[What the task requires]: Please take the lines from the one holding "any partial frame." through the one holding "pub fn is_empty(&self)" in the data below and copy them exactly.

Data entries

Start of Block

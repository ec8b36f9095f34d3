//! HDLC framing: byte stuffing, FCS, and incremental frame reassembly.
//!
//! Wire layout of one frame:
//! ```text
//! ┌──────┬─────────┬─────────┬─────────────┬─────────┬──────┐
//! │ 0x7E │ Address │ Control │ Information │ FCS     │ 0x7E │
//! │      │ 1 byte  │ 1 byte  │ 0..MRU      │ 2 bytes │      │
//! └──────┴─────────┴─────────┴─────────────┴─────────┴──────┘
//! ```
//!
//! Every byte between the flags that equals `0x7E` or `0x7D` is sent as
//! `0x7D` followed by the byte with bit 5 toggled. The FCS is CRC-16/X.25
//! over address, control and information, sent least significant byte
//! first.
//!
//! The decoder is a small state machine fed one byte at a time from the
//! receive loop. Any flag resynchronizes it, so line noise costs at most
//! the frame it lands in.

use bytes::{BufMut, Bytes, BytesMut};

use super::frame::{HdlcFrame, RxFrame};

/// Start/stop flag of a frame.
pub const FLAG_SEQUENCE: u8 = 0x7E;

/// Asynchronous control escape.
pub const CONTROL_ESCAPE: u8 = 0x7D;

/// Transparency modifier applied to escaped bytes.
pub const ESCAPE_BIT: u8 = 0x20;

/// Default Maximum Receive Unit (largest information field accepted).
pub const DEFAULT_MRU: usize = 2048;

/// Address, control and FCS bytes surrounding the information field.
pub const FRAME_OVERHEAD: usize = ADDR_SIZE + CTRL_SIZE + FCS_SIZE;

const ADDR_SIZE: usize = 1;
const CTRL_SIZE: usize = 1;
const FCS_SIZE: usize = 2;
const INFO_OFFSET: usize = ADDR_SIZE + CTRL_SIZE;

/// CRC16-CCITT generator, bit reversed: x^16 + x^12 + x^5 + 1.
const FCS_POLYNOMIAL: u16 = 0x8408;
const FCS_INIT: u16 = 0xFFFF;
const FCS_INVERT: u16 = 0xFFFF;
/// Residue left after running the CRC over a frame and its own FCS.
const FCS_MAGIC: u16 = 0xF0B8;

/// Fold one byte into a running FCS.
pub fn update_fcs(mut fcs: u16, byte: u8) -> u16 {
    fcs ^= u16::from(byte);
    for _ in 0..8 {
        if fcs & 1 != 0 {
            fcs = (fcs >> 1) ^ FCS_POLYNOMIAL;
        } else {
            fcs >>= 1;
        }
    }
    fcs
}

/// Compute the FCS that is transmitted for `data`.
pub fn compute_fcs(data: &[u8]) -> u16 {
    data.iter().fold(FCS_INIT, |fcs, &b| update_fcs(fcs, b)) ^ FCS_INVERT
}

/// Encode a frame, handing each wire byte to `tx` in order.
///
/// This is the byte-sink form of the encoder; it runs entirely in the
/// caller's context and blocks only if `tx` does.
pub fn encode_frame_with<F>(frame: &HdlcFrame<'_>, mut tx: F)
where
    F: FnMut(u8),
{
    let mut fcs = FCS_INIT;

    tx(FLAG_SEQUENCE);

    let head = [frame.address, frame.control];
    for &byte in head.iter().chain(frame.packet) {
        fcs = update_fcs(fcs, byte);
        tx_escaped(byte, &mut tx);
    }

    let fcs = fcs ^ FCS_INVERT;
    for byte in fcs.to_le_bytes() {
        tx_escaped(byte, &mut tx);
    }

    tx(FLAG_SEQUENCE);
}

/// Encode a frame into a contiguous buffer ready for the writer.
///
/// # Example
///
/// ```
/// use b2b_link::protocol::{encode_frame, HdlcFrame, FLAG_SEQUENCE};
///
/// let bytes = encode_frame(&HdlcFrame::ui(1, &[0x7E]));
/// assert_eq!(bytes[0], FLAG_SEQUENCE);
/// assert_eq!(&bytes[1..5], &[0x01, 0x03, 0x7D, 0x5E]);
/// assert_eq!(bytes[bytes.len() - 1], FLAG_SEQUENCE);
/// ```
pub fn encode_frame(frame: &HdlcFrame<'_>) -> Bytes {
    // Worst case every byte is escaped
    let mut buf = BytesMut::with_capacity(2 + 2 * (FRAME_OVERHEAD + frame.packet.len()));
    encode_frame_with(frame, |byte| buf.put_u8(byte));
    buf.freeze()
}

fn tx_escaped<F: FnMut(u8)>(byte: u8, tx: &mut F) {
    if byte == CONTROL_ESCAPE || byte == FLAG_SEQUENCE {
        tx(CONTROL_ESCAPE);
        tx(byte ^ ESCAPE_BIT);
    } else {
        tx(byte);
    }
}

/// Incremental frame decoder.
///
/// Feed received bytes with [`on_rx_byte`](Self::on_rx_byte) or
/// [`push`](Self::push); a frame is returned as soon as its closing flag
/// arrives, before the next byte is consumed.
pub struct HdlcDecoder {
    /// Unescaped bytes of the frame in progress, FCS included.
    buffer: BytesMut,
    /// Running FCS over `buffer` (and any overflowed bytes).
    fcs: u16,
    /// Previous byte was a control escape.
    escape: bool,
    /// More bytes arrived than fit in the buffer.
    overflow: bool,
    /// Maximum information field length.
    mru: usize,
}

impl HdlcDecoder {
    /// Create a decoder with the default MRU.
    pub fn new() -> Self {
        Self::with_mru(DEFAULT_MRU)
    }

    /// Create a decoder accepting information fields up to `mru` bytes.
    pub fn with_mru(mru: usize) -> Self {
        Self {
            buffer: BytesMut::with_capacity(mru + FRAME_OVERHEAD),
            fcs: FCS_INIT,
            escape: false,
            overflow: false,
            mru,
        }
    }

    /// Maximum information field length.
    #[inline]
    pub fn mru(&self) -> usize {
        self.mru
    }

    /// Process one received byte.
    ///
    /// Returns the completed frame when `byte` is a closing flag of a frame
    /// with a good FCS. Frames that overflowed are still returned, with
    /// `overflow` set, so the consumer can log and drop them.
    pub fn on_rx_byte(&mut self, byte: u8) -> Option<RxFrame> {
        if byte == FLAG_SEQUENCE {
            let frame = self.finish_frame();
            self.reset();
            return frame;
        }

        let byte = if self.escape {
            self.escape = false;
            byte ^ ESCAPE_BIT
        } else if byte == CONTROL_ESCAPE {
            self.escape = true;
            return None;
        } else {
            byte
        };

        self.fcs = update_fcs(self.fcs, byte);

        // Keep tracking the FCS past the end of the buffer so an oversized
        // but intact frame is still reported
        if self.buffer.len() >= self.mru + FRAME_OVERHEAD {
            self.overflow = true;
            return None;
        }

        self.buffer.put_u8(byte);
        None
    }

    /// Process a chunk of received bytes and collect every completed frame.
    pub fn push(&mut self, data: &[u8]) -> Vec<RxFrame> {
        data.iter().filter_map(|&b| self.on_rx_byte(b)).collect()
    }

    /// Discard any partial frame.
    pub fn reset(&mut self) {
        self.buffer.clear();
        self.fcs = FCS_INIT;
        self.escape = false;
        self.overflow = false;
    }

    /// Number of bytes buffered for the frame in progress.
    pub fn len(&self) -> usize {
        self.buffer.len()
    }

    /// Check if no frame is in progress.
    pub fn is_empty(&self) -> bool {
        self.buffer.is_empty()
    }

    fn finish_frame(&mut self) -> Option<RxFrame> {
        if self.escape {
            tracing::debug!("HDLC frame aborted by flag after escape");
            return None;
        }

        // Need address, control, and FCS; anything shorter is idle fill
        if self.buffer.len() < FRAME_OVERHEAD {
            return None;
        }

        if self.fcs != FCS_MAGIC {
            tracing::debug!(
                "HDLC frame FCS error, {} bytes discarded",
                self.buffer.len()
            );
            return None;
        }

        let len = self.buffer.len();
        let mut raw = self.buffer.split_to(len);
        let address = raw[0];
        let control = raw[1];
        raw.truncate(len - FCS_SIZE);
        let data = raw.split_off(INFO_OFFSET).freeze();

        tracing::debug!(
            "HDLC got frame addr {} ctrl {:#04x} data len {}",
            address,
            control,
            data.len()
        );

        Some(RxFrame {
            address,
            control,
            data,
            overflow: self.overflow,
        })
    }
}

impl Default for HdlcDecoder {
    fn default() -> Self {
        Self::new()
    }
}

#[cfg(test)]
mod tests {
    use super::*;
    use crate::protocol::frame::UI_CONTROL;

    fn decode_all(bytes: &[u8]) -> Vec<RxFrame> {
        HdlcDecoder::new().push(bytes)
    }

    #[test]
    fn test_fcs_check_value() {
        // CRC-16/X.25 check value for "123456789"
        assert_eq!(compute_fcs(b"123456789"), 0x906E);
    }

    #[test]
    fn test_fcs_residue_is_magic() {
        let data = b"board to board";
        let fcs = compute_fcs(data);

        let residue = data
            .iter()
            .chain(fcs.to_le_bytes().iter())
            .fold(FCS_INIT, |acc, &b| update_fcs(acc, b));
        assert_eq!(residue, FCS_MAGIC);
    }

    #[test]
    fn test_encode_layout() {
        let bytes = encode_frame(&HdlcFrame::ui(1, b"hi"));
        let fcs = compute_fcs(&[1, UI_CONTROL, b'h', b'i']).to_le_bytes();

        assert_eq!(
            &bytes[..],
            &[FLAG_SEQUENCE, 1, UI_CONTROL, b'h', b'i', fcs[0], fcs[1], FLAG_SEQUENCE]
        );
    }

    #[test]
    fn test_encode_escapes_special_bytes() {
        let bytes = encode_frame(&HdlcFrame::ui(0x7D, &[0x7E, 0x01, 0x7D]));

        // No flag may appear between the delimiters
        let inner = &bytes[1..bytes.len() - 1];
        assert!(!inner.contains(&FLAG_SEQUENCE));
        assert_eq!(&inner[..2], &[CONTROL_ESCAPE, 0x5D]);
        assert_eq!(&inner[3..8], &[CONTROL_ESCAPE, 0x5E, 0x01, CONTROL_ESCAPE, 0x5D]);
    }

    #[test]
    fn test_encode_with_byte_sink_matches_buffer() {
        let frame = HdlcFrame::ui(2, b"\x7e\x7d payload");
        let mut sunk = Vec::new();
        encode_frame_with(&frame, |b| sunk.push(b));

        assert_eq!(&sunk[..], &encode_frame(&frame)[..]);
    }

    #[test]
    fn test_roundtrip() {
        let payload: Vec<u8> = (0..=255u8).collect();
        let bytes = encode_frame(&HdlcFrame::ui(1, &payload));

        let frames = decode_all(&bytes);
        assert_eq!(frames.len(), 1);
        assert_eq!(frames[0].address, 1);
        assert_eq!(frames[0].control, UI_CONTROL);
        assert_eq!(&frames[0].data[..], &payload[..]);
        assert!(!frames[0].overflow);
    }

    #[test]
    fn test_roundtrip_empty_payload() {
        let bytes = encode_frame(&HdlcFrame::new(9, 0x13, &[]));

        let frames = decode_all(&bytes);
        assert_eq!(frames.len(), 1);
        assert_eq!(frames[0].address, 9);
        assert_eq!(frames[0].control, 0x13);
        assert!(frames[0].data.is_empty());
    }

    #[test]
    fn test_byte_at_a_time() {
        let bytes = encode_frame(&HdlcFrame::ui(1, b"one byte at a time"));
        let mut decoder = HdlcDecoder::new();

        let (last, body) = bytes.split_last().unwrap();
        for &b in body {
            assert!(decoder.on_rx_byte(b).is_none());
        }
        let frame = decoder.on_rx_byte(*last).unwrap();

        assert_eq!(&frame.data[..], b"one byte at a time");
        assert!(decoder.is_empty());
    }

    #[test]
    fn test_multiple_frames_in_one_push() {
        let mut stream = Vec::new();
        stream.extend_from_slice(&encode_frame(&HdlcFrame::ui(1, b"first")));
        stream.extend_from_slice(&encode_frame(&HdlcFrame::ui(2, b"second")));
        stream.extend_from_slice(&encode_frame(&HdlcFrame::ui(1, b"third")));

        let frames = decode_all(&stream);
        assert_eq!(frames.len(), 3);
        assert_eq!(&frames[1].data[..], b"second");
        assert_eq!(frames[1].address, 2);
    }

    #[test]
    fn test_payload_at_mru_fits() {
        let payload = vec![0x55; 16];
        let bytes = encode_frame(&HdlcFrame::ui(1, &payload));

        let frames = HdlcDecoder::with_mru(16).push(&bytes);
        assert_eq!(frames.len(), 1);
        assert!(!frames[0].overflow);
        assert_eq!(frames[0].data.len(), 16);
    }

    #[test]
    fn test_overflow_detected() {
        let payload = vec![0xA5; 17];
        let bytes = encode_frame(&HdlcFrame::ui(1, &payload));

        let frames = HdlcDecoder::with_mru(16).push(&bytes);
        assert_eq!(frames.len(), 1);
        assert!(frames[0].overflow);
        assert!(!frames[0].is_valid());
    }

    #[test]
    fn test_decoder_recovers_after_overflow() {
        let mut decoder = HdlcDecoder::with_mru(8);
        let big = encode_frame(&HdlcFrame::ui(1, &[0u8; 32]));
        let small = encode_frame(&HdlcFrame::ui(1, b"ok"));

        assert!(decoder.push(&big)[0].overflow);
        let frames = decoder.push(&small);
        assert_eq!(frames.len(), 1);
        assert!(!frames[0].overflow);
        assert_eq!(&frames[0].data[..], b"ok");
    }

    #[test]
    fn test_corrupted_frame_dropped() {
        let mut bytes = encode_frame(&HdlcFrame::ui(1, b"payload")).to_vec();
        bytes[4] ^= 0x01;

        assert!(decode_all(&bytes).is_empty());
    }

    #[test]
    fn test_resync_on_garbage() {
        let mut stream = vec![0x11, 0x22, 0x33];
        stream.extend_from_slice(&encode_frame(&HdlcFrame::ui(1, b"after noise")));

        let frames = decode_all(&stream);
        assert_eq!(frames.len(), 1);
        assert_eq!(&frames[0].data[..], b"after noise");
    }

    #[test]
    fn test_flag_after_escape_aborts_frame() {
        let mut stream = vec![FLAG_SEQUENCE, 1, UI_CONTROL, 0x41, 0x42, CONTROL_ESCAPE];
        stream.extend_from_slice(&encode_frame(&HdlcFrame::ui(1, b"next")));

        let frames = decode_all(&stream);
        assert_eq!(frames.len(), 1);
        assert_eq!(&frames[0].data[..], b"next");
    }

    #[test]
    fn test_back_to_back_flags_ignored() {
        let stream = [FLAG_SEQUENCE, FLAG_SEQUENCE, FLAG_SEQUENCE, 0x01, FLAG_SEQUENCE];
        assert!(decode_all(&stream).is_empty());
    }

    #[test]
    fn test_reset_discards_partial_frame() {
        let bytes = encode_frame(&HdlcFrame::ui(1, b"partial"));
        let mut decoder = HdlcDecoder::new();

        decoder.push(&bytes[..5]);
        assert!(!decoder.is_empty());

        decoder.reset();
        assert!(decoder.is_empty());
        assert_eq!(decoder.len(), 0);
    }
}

End of Block

[Written solution]:
    /// Discard any partial frame.
    pub fn reset(&mut self) {
        self.buffer.clear();
        self.fcs = FCS_INIT;
        self.escape = false;
        self.overflow = false;
    }

    /// Number of bytes buffered for the frame in progress.
    pub fn len(&self) -> usize {
        self.buffer.len()
    }

    /// Check if no frame is in progress.
    pub fn is_empty(&self) -> bool {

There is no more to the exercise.